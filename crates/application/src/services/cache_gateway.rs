use chrono::{DateTime, Utc};
use inforecon_domain::{CacheConfig, ErrorClass, QueryNamespace};
use serde::de::DeserializeOwned;
use serde::{Deserialize, Serialize};
use std::sync::Arc;
use std::time::Duration;
use tracing::{debug, warn};

use crate::ports::CacheStore;

/// Stored payload. `query` is kept for operators inspecting the store.
#[derive(Debug, Deserialize)]
struct CacheEnvelope<T> {
    cached_at: DateTime<Utc>,
    #[allow(dead_code)]
    query: String,
    result: T,
}

#[derive(Serialize)]
struct CacheEnvelopeRef<'a, T> {
    cached_at: DateTime<Utc>,
    query: &'a str,
    result: &'a T,
}

/// Namespaced, fail-soft front of a [`CacheStore`].
///
/// A failing or slow store never fails a query: lookups degrade to a miss and
/// writes are logged and dropped. Every round-trip is bounded by `timeout`.
pub struct CacheGateway {
    store: Arc<dyn CacheStore>,
    key_prefix: String,
    timeout: Duration,
}

impl CacheGateway {
    pub fn new(store: Arc<dyn CacheStore>, key_prefix: impl Into<String>, timeout: Duration) -> Self {
        Self {
            store,
            key_prefix: key_prefix.into(),
            timeout,
        }
    }

    pub fn from_config(store: Arc<dyn CacheStore>, config: &CacheConfig) -> Self {
        Self::new(store, config.key_prefix.clone(), config.timeout())
    }

    pub fn key(&self, namespace: QueryNamespace, normalized_key: &str) -> String {
        format!("{}:{}:{}", self.key_prefix, namespace, normalized_key)
    }

    pub async fn lookup<T: DeserializeOwned>(
        &self,
        namespace: QueryNamespace,
        normalized_key: &str,
    ) -> Option<T> {
        let key = self.key(namespace, normalized_key);

        let bytes = match tokio::time::timeout(self.timeout, self.store.get(&key)).await {
            Ok(Ok(Some(bytes))) => bytes,
            Ok(Ok(None)) => {
                debug!(key = %key, "Cache MISS");
                return None;
            }
            Ok(Err(e)) => {
                warn!(key = %key, error = %e, "Cache lookup failed, querying live");
                return None;
            }
            Err(_) => {
                warn!(
                    key = %key,
                    timeout_ms = self.timeout.as_millis() as u64,
                    "Cache lookup timed out, querying live"
                );
                return None;
            }
        };

        match serde_json::from_slice::<CacheEnvelope<T>>(&bytes) {
            Ok(envelope) => {
                debug!(key = %key, cached_at = %envelope.cached_at, "Cache HIT");
                Some(envelope.result)
            }
            Err(e) => {
                warn!(key = %key, error = %e, "Discarding undecodable cache entry");
                None
            }
        }
    }

    pub async fn store<T: Serialize>(
        &self,
        namespace: QueryNamespace,
        normalized_key: &str,
        value: &T,
        ttl: Duration,
    ) {
        let key = self.key(namespace, normalized_key);

        let envelope = CacheEnvelopeRef {
            cached_at: Utc::now(),
            query: normalized_key,
            result: value,
        };
        let bytes = match serde_json::to_vec(&envelope) {
            Ok(bytes) => bytes,
            Err(e) => {
                warn!(key = %key, error = %e, "Failed to serialize cache entry");
                return;
            }
        };

        match tokio::time::timeout(self.timeout, self.store.set(&key, bytes, ttl)).await {
            Ok(Ok(())) => {
                debug!(key = %key, ttl_secs = ttl.as_secs(), "Cache STORED");
            }
            Ok(Err(e)) => {
                warn!(key = %key, error = %e, "Cache store failed, result not cached");
            }
            Err(_) => {
                warn!(key = %key, "Cache store timed out, result not cached");
            }
        }
    }

    pub fn backend_name(&self) -> &'static str {
        self.store.backend_name()
    }
}

/// Per-namespace TTL policy.
///
/// The only place that turns an error classification into a caching decision.
#[derive(Debug, Clone, Copy)]
pub struct CachePolicy {
    positive_ttl: Duration,
    negative_ttl: Duration,
}

impl CachePolicy {
    pub fn new(positive_ttl: Duration, negative_ttl: Duration) -> Self {
        Self {
            positive_ttl,
            negative_ttl: negative_ttl.min(positive_ttl),
        }
    }

    pub fn for_namespace(config: &CacheConfig, namespace: QueryNamespace) -> Self {
        Self::new(
            config.ttl_for(namespace),
            config.negative_ttl_for(namespace),
        )
    }

    /// TTL for a result, `None` when it must not be cached.
    ///
    /// * success: the namespace TTL
    /// * permanent failure: the short negative TTL
    /// * transient / rate-limited failure: never cached
    pub fn ttl_for(&self, failure: Option<ErrorClass>) -> Option<Duration> {
        let ttl = match failure {
            None => self.positive_ttl,
            Some(class) if class.is_cacheable() => self.negative_ttl,
            Some(_) => return None,
        };
        (!ttl.is_zero()).then_some(ttl)
    }
}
****************************************
- [WHAT YOU HAVE TO DO]:
Every line of the listing that holds the word "timeout" should be counted. Please give that number only.

- [OUTPUT FOR THIS EXERCISE]:
8